* **EXERCISE**
Range to output from the entries below: the line containing "pub use sessions::session_routes;" through the line containing "const DEFAULT_BIND: &str". Set it down exactly, ends included, nothing else.

Stored items:
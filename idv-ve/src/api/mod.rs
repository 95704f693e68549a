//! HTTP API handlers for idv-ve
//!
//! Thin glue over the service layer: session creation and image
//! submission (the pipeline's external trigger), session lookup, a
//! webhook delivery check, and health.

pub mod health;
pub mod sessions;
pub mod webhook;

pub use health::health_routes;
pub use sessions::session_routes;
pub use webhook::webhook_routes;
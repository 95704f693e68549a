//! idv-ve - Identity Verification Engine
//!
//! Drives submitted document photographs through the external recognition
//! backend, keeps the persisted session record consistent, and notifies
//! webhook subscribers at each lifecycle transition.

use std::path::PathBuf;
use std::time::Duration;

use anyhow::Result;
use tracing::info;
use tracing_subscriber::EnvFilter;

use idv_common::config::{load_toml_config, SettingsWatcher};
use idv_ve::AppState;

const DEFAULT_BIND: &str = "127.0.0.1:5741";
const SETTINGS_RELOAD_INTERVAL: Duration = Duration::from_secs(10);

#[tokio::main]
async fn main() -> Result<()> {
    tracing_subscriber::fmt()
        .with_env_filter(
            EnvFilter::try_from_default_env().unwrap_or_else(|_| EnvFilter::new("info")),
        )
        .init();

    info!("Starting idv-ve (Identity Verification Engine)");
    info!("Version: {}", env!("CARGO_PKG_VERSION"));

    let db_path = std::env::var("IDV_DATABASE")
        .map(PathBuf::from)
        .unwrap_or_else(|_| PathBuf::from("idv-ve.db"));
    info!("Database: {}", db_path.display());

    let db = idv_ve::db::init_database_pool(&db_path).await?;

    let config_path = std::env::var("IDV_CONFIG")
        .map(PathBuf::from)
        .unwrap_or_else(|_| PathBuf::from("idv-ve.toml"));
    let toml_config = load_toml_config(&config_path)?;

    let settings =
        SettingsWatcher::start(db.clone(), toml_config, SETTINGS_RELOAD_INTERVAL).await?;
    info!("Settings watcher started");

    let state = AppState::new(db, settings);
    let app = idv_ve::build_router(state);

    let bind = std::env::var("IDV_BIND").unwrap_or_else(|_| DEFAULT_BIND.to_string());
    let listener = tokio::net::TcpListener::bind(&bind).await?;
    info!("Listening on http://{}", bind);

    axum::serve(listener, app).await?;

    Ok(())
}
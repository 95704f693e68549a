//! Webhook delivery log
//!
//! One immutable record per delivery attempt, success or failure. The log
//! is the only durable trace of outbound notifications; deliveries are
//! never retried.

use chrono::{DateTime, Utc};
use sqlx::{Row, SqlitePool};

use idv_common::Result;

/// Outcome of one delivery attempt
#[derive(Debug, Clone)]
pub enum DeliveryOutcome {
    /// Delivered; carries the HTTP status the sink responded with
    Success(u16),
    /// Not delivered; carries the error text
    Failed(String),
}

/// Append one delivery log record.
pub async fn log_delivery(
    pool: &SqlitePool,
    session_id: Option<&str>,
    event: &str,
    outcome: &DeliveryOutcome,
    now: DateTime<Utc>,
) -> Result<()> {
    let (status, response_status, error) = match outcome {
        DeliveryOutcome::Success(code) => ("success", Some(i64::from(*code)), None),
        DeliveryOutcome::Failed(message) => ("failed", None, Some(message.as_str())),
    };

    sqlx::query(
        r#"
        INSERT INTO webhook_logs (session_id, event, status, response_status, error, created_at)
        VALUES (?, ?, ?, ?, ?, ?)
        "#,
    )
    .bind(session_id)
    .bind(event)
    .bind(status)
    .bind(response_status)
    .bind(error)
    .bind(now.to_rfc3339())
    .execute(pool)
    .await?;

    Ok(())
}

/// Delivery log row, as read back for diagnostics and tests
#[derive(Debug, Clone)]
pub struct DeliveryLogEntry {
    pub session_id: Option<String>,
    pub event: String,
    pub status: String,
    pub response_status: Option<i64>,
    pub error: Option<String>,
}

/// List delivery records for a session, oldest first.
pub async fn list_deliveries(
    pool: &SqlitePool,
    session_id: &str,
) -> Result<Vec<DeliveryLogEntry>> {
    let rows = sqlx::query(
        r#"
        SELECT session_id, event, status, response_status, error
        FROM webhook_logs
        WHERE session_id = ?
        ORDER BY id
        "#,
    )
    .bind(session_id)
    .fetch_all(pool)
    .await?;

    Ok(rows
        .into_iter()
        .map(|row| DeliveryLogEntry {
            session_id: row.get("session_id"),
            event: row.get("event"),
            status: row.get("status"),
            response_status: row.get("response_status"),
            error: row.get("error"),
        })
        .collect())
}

* **WRITTEN ANSWER**
pub use sessions::session_routes;
pub use webhook::webhook_routes;
repository 95704f693e68549a
//! idv-ve - Identity Verification Engine
//!
//! Drives submitted document photographs through the external recognition
//! backend, keeps the persisted session record consistent, and notifies
//! webhook subscribers at each lifecycle transition.

use std::path::PathBuf;
use std::time::Duration;

use anyhow::Result;
use tracing::info;
use tracing_subscriber::EnvFilter;

use idv_common::config::{load_toml_config, SettingsWatcher};
use idv_ve::AppState;

const DEFAULT_BIND: &str = "127.0.0.1:5741";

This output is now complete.